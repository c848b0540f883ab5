//! Basket API: HTTP transport, configuration and telemetry for the basket
//! service.

pub mod config;
pub mod error;
pub mod routes;
pub mod state;
pub mod telemetry;
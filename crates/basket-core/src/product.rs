//! Product service port.
//!
//! Products are owned by the product service. The basket service only reads
//! them to decorate basket views.

use async_trait::async_trait;
use chrono::{DateTime, Utc};
use serde::{Deserialize, Serialize};

use crate::basket::ProductId;
use crate::error::RemoteError;

/// Product metadata as published by the product service.
#[derive(Debug, Clone, PartialEq, Serialize, Deserialize)]
pub struct Product {
    /// Product identifier.
    pub id: ProductId,
    /// Display name.
    #[serde(default)]
    pub name: String,
    /// Merchant product code.
    #[serde(default)]
    pub code: String,
    /// Color label.
    #[serde(default)]
    pub color: String,
    /// Unit price.
    #[serde(default)]
    pub price: f64,
    /// Image location.
    #[serde(alias = "imageURL", default)]
    pub image_url: String,
    /// Product type label.
    #[serde(rename = "type", default)]
    pub product_type: String,
    /// Creation timestamp in the product service. The Unix epoch when absent.
    #[serde(alias = "createdAt", default)]
    pub created_at: DateTime<Utc>,
    /// Last modification timestamp in the product service. The Unix epoch when
    /// absent.
    #[serde(alias = "updatedAt", default)]
    pub updated_at: DateTime<Utc>,
}

/// Read access to the product service.
#[async_trait]
pub trait ProductClient: Send + Sync {
    /// Resolves a single product. A missing product is an error.
    async fn get_by_id(&self, product_id: &ProductId) -> Result<Product, RemoteError>;

    /// Resolves a batch of products in one call. Unknown ids are simply absent
    /// from the result.
    async fn get_by_ids(&self, product_ids: &[ProductId]) -> Result<Vec<Product>, RemoteError>;
}

#[cfg(test)]
mod tests {
    use super::*;

    #[test]
    fn test_product_accepts_camel_case_keys() {
        // Arrange
        let json = r#"{
            "id": "p1",
            "name": "Shirt",
            "imageURL": "https://img/p1.png",
            "type": "apparel",
            "createdAt": "2024-03-01T10:00:00Z",
            "updatedAt": "2024-03-02T10:00:00Z"
        }"#;

        // Act
        let product: Product = serde_json::from_str(json).unwrap();

        // Assert
        assert_eq!(product.image_url, "https://img/p1.png");
        assert_eq!(product.created_at.to_rfc3339(), "2024-03-01T10:00:00+00:00");
        assert_eq!(product.updated_at.to_rfc3339(), "2024-03-02T10:00:00+00:00");
    }

    #[test]
    fn test_product_without_timestamps_defaults_to_epoch() {
        let product: Product = serde_json::from_str(r#"{"id": "p1"}"#).unwrap();

        assert_eq!(product.created_at.timestamp(), 0);
        assert_eq!(product.updated_at.timestamp(), 0);
        assert!(product.name.is_empty());
    }
}
//! Stock service port.

use async_trait::async_trait;
use chrono::{DateTime, Utc};
use serde::{Deserialize, Serialize};

use crate::basket::ProductId;
use crate::error::RemoteError;

/// Stock counters for one product, as reported by the stock service.
#[derive(Debug, Clone, PartialEq, Eq, Serialize, Deserialize)]
pub struct Stock {
    /// Stock record identifier.
    pub id: String,
    /// The product these counters belong to.
    pub product_id: ProductId,
    /// Units on hand.
    pub quantity: i32,
    /// Units already earmarked for baskets.
    pub reserved_quantity: i32,
    /// Creation timestamp.
    pub created_at: DateTime<Utc>,
    /// Last modification timestamp.
    pub updated_at: DateTime<Utc>,
}

/// Availability queries and reservations against the stock service.
///
/// The stock service is the final arbiter of concurrent stock access; callers
/// perform no locking of their own.
#[async_trait]
pub trait StockClient: Send + Sync {
    /// Returns whether `quantity` units of the product are available.
    async fn is_available(&self, product_id: &ProductId, quantity: i32)
    -> Result<bool, RemoteError>;

    /// Reserves `quantity` units of the product.
    async fn reserve(&self, product_id: &ProductId, quantity: i32) -> Result<Stock, RemoteError>;
}
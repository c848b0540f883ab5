//! Application layer: handlers, the orchestrator facade, and view assembly.

pub mod command_handlers;
pub mod orchestrator;
pub mod query_handlers;
pub mod response;

pub use command_handlers::ReservationPolicy;
pub use orchestrator::BasketOrchestrator;
pub use response::BasketView;
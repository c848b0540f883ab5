//! Basket Remote: HTTP adapters for the product and stock service ports.

pub mod http;
pub mod product_client;
pub mod stock_client;

pub use http::build_client;
pub use product_client::HttpProductClient;
pub use stock_client::HttpStockClient;
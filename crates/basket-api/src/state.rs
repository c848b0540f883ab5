//! Shared application state.

use std::sync::Arc;

use basket_core::clock::Clock;
use basket_core::id::IdGenerator;
use basket_core::product::ProductClient;
use basket_core::repository::BasketRepository;
use basket_core::stock::StockClient;
use basket_orchestration::application::{BasketOrchestrator, ReservationPolicy};

/// Application state shared across all request handlers.
#[derive(Clone)]
pub struct AppState {
    /// The basket use cases, wired to their ports.
    pub orchestrator: Arc<BasketOrchestrator>,
}

impl AppState {
    /// Create new application state.
    #[must_use]
    pub fn new(
        repository: Arc<dyn BasketRepository>,
        products: Arc<dyn ProductClient>,
        stock: Arc<dyn StockClient>,
        clock: Arc<dyn Clock>,
        ids: Arc<dyn IdGenerator>,
        reservation_policy: ReservationPolicy,
    ) -> Self {
        let orchestrator = BasketOrchestrator::new(repository, products, stock, clock, ids)
            .with_reservation_policy(reservation_policy);
        Self {
            orchestrator: Arc::new(orchestrator),
        }
    }
}
//! User commands

pub mod create;
pub mod delete;
pub mod update;

pub use create::{CreateUserCommand, CreateUserError};
pub use delete::{DeleteUserCommand, DeleteUserError, DeleteUserResponse};
pub use update::{UpdateUserCommand, UpdateUserError};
━━━
— WORK REQUIRED —
Repeat the records above exactly, with nothing left out.

— RESPONSE TO THIS TASK —
repository c848b0540f883ab5
//! Basket API: HTTP transport, configuration and telemetry for the basket
//! service.

pub mod config;
pub mod error;
pub mod routes;
pub mod state;
pub mod telemetry;
filename crates/basket-core/src/product.rs
//! Product service port.
//!
//! Products are owned by the product service. The basket service only reads
//! them to decorate basket views.

use async_trait::async_trait;
use chrono::{DateTime, Utc};
use serde::{Deserialize, Serialize};

use crate::basket::ProductId;
use crate::error::RemoteError;

/// Product metadata as published by the product service.
#[derive(Debug, Clone, PartialEq, Serialize, Deserialize)]
pub struct Product {
    /// Product identifier.
    pub id: ProductId,
    /// Display name.
    #[serde(default)]
    pub name: String,
    /// Merchant product code.
    #[serde(default)]
    pub code: String,
    /// Color label.
    #[serde(default)]
    pub color: String,
    /// Unit price.
    #[serde(default)]
    pub price: f64,
    /// Image location.
    #[serde(alias = "imageURL", default)]
    pub image_url: String,
    /// Product type label.
    #[serde(rename = "type", default)]
    pub product_type: String,
    /// Creation timestamp in the product service. The Unix epoch when absent.
    #[serde(alias = "createdAt", default)]
    pub created_at: DateTime<Utc>,
    /// Last modification timestamp in the product service. The Unix epoch when
    /// absent.
    #[serde(alias = "updatedAt", default)]
    pub updated_at: DateTime<Utc>,
}

/// Read access to the product service.
#[async_trait]
pub trait ProductClient: Send + Sync {
    /// Resolves a single product. A missing product is an error.
    async fn get_by_id(&self, product_id: &ProductId) -> Result<Product, RemoteError>;

    /// Resolves a batch of products in one call. Unknown ids are simply absent
    /// from the result.
    async fn get_by_ids(&self, product_ids: &[ProductId]) -> Result<Vec<Product>, RemoteError>;
}

#[cfg(test)]
mod tests {
    use super::*;

    #[test]
    fn test_product_accepts_camel_case_keys() {
        // Arrange
        let json = r#"{
            "id": "p1",
            "name": "Shirt",
            "imageURL": "https://img/p1.png",
            "type": "apparel",
            "createdAt": "2024-03-01T10:00:00Z",
            "updatedAt": "2024-03-02T10:00:00Z"
        }"#;

        // Act
        let product: Product = serde_json::from_str(json).unwrap();

        // Assert
        assert_eq!(product.image_url, "https://img/p1.png");
        assert_eq!(product.created_at.to_rfc3339(), "2024-03-01T10:00:00+00:00");
        assert_eq!(product.updated_at.to_rfc3339(), "2024-03-02T10:00:00+00:00");
    }

    #[test]
    fn test_product_without_timestamps_defaults_to_epoch() {
        let product: Product = serde_json::from_str(r#"{"id": "p1"}"#).unwrap();

        assert_eq!(product.created_at.timestamp(), 0);
        assert_eq!(product.updated_at.timestamp(), 0);
        assert!(product.name.is_empty());
    }
}
//! Stock service port.

use async_trait::async_trait;
use chrono::{DateTime, Utc};
use serde::{Deserialize, Serialize};

use crate::basket::ProductId;
use crate::error::RemoteError;

/// Stock counters for one product, as reported by the stock service.
#[derive(Debug, Clone, PartialEq, Eq, Serialize, Deserialize)]
pub struct Stock {
    /// Stock record identifier.
    pub id: String,
    /// The product these counters belong to.
    pub product_id: ProductId,
    /// Units on hand.
    pub quantity: i32,
    /// Units already earmarked for baskets.
    pub reserved_quantity: i32,
    /// Creation timestamp.
    pub created_at: DateTime<Utc>,
    /// Last modification timestamp.
    pub updated_at: DateTime<Utc>,
}

/// Availability queries and reservations against the stock service.
///
/// The stock service is the final arbiter of concurrent stock access; callers
/// perform no locking of their own.
#[async_trait]
pub trait StockClient: Send + Sync {
    /// Returns whether `quantity` units of the product are available.
    async fn is_available(&self, product_id: &ProductId, quantity: i32)
    -> Result<bool, RemoteError>;

    /// Reserves `quantity` units of the product.
    async fn reserve(&self, product_id: &ProductId, quantity: i32) -> Result<Stock, RemoteError>;
}
repository c848b0540f883ab5
//! Application layer: handlers, the orchestrator facade, and view assembly.

pub mod command_handlers;
pub mod orchestrator;
pub mod query_handlers;
pub mod response;

pub use command_handlers::ReservationPolicy;
pub use orchestrator::BasketOrchestrator;
pub use response::BasketView;
repository c848b0540f883ab5
//! Basket Remote: HTTP adapters for the product and stock service ports.

pub mod http;
pub mod product_client;
pub mod stock_client;

pub use http::build_client;
pub use product_client::HttpProductClient;
pub use stock_client::HttpStockClient;
filename crates/basket-api/src/state.rs
repository c848b0540f883ab5
//! Shared application state.

use std::sync::Arc;

use basket_core::clock::Clock;
use basket_core::id::IdGenerator;
use basket_core::product::ProductClient;
use basket_core::repository::BasketRepository;
use basket_core::stock::StockClient;
use basket_orchestration::application::{BasketOrchestrator, ReservationPolicy};

/// Application state shared across all request handlers.
#[derive(Clone)]
pub struct AppState {
    /// The basket use cases, wired to their ports.
    pub orchestrator: Arc<BasketOrchestrator>,
}

impl AppState {
    /// Create new application state.
    #[must_use]
    pub fn new(
        repository: Arc<dyn BasketRepository>,
        products: Arc<dyn ProductClient>,
        stock: Arc<dyn StockClient>,
        clock: Arc<dyn Clock>,
        ids: Arc<dyn IdGenerator>,
        reservation_policy: ReservationPolicy,
    ) -> Self {
        let orchestrator = BasketOrchestrator::new(repository, products, stock, clock, ids)
            .with_reservation_policy(reservation_policy);
        Self {
            orchestrator: Arc::new(orchestrator),
        }
    }
}
//! User commands

pub mod create;
pub mod delete;
pub mod update;

pub use create::{CreateUserCommand, CreateUserError};
pub use delete::{DeleteUserCommand, DeleteUserError, DeleteUserResponse};
pub use update::{UpdateUserCommand, UpdateUserError};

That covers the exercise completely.